One of the most advanced aspects of these applications is predictive maintenance. Using digital twins, artificial intelligence, and continuous data collection from vehicles and infrastructure, the system can identify early signs of component wear or failure before a breakdown occurs. This Condition-Based Maintenance approach allows maintenance to be scheduled according to the actual condition of the tram rather than fixed service intervals. As a result, operators can reduce unexpected failures, increase vehicle availability, and lower maintenance costs.
Škoda also presented AI-supported visual inspection technologies. Cameras and image analysis systems automatically inspect critical tram components such as pantographs, brakes, and exterior structures. The system can detect damage, deformations, or abnormal operating conditions and combine visual data with operational diagnostics to provide more accurate maintenance assessments.
Another innovation highlighted during the event was Self-Surveillance technology. Unlike traditional passive CCTV systems, this solution uses AI-powered real-time analysis of the tram’s surroundings and interior spaces. Cameras can detect people or objects in dangerous areas around the vehicle, monitor spaces between coupled vehicles, and support safer departures from stops or depots. The system can automatically warn drivers, dispatchers, or operational staff about emerging risks.
Self-Surveillance also improves passenger safety and comfort.

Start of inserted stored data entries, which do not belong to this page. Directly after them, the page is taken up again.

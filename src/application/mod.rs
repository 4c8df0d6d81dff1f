// ============================================================================
// Application Layer - Use cases over the dispatch aggregates
// ============================================================================
//
// - commands/        - Caller intent (create courier, create order, ...)
// - command_handler/ - Load → mutate aggregate → persist
// - queries/         - Read models for couriers and open orders
//
// ============================================================================

pub mod commands;
pub mod errors;
pub mod command_handler;
pub mod queries;

pub use commands::{AddStoragePlace, Assignment, CreateCourier, CreateOrder, MoveReport};
pub use errors::DispatchError;
pub use command_handler::DispatchCommandHandler;
pub use queries::{CourierView, DispatchQueries, OrderView, StoragePlaceView};
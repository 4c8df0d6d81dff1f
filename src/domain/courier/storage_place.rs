use serde::{Deserialize, Serialize};
use uuid::Uuid;

use crate::domain::kernel::guard::{join, require_id, require_positive, require_text, GuardError};
use crate::domain::kernel::ValidationErrors;
use super::errors::StoragePlaceError;

// ============================================================================
// Storage Place - Single-slot compartment owned by a courier
// ============================================================================

#[derive(Debug, Clone, Serialize, Deserialize)]
pub struct StoragePlace {
    id: Uuid,
    name: String,
    total_volume: i32,
    order_id: Option<Uuid>,
}

impl StoragePlace {
    /// Fresh, empty compartment
    pub fn new(id: Uuid, name: impl Into<String>, total_volume: i32) -> Result<Self, ValidationErrors> {
        let name = name.into();
        Self::check_fields(id, &name, total_volume, None)?;

        Ok(Self {
            id,
            name,
            total_volume,
            order_id: None,
        })
    }

    /// Rehydrate a compartment that may already hold an order
    pub fn restore(
        id: Uuid,
        name: impl Into<String>,
        total_volume: i32,
        order_id: Option<Uuid>,
    ) -> Result<Self, ValidationErrors> {
        let name = name.into();
        Self::check_fields(id, &name, total_volume, order_id)?;

        Ok(Self {
            id,
            name,
            total_volume,
            order_id,
        })
    }

    pub fn id(&self) -> Uuid {
        self.id
    }

    pub fn name(&self) -> &str {
        &self.name
    }

    pub fn total_volume(&self) -> i32 {
        self.total_volume
    }

    pub fn order_id(&self) -> Option<Uuid> {
        self.order_id
    }

    pub fn is_occupied(&self) -> bool {
        self.order_id.is_some()
    }

    /// Whether an order of `volume` fits into this (empty) place
    pub fn can_store(&self, volume: i32) -> Result<bool, StoragePlaceError> {
        self.ensure_constructed()?;
        require_positive("volume", volume)?;
        Ok(!self.is_occupied() && self.total_volume >= volume)
    }

    pub fn store(&mut self, order_id: Uuid, volume: i32) -> Result<(), StoragePlaceError> {
        self.ensure_constructed()?;
        require_id("order id", order_id)?;

        if !self.can_store(volume)? {
            return Err(match self.order_id {
                Some(current) => StoragePlaceError::Occupied {
                    place_id: self.id,
                    order_id: current,
                },
                None => StoragePlaceError::VolumeExceeded {
                    volume,
                    capacity: self.total_volume,
                },
            });
        }

        self.order_id = Some(order_id);
        Ok(())
    }

    pub fn clear(&mut self, order_id: Uuid) -> Result<(), StoragePlaceError> {
        self.ensure_constructed()?;
        require_id("order id", order_id)?;

        match self.order_id {
            None => Err(StoragePlaceError::Empty(self.id)),
            Some(stored) if stored != order_id => Err(StoragePlaceError::OrderMismatch {
                stored,
                requested: order_id,
            }),
            Some(_) => {
                self.order_id = None;
                Ok(())
            }
        }
    }

    pub fn validate(&self) -> Result<(), ValidationErrors> {
        Self::check_fields(self.id, &self.name, self.total_volume, self.order_id)
    }

    /// Deserialized instances skip the factories; refuse to operate on a broken one
    fn ensure_constructed(&self) -> Result<(), GuardError> {
        self.validate()
            .map_err(|_| GuardError::not_constructed("storage place"))
    }

    fn check_fields(
        id: Uuid,
        name: &str,
        total_volume: i32,
        order_id: Option<Uuid>,
    ) -> Result<(), ValidationErrors> {
        let occupant: Result<(), GuardError> = match order_id {
            Some(order_id) => require_id("stored order id", order_id),
            None => Ok(()),
        };

        join([
            require_id("storage place id", id),
            require_text("storage place name", name),
            require_positive("storage place total volume", total_volume),
            occupant,
        ])
    }
}

impl PartialEq for StoragePlace {
    fn eq(&self, other: &Self) -> bool {
        self.id == other.id
    }
}

impl Eq for StoragePlace {}

// ============================================================================
// Unit Tests
// ============================================================================
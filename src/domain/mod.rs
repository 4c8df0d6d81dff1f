// ============================================================================
// Domain Layer - Business Logic
// ============================================================================
//
// This module contains the delivery aggregates and the rules they enforce.
// - kernel/   - Location, identifier guards, error joining, AggregateRoot
// - courier/  - Courier aggregate and its storage places
// - order/    - Order aggregate and its status state machine
// - services/ - Free-courier query and dispatcher
//
// Nothing here performs I/O or logs; errors are returned as values.
//
// ============================================================================

pub mod kernel;
pub mod courier;
pub mod order;
pub mod services;
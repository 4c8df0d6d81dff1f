use std::collections::HashSet;
use uuid::Uuid;

use crate::domain::courier::Courier;
use crate::domain::order::{Order, OrderStatus};

// ============================================================================
// Free-Courier Query
// ============================================================================
//
// A courier is free when no order referencing it is in `Assigned` status.
// `Created` orders carry no courier and `Completed` orders are finished, so
// neither disqualifies anyone; couriers without any order are free too.
//
// ============================================================================

/// Couriers not currently delivering an assigned order, in input order
pub fn free_couriers<'a, C, O>(couriers: C, orders: O) -> Vec<Courier>
where
    C: IntoIterator<Item = &'a Courier>,
    O: IntoIterator<Item = &'a Order>,
{
    let busy: HashSet<Uuid> = orders
        .into_iter()
        .filter(|order| order.status() == OrderStatus::Assigned)
        .filter_map(Order::courier_id)
        .collect();

    couriers
        .into_iter()
        .filter(|courier| !busy.contains(&courier.id()))
        .cloned()
        .collect()
}

#[cfg(test)]
mod tests {
    use super::*;
    use crate::domain::kernel::Location;

    fn location() -> Location {
        Location::new(1, 1).unwrap()
    }

    fn courier(name: &str) -> Courier {
        Courier::new(Uuid::new_v4(), name, 1, location()).unwrap()
    }

    fn order_for(courier: &Courier, status: OrderStatus) -> Order {
        let courier_id = match status {
            OrderStatus::Created => None,
            _ => Some(courier.id()),
        };
        Order::restore(Uuid::new_v4(), location(), 1, status, courier_id).unwrap()
    }

    #[test]
    fn test_assigned_courier_is_not_free() {
        let a = courier("A");
        let b = courier("B");
        let orders = vec![
            order_for(&a, OrderStatus::Assigned),
            order_for(&b, OrderStatus::Completed),
        ];

        let free = free_couriers(&[a, b.clone()], &orders);
        assert_eq!(free, vec![b]);
    }

    #[test]
    fn test_courier_without_orders_is_free() {
        let a = courier("A");
        let free = free_couriers(&[a.clone()], &[]);
        assert_eq!(free, vec![a]);
    }

    #[test]
    fn test_created_orders_do_not_disqualify() {
        let a = courier("A");
        let orders = vec![order_for(&a, OrderStatus::Created)];

        let free = free_couriers(&[a.clone()], &orders);
        assert_eq!(free, vec![a]);
    }

    #[test]
    fn test_one_assigned_order_among_completed_ones_disqualifies() {
        let a = courier("A");
        let orders = vec![
            order_for(&a, OrderStatus::Completed),
            order_for(&a, OrderStatus::Completed),
            order_for(&a, OrderStatus::Assigned),
        ];

        assert!(free_couriers(&[a], &orders).is_empty());
    }
}
pub mod retry;

pub use retry::{retry_on_transient, IsTransient, RetryConfig, RetryResult};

It can help identify vandalism, monitor unusual situations inside the tram, and provide additional situational awareness during operations. In critical cases, information can be shared with control centres or emergency authorities.
The way to go
The developments presented by Skoda and rnv in Mannheim reflect a broader European trend toward intelligent, automated urban mobility systems. Automatization and digitalization of all types of operational processes are becoming the practical and essential foundation for the future introduction of autonomous tram systems in European cities.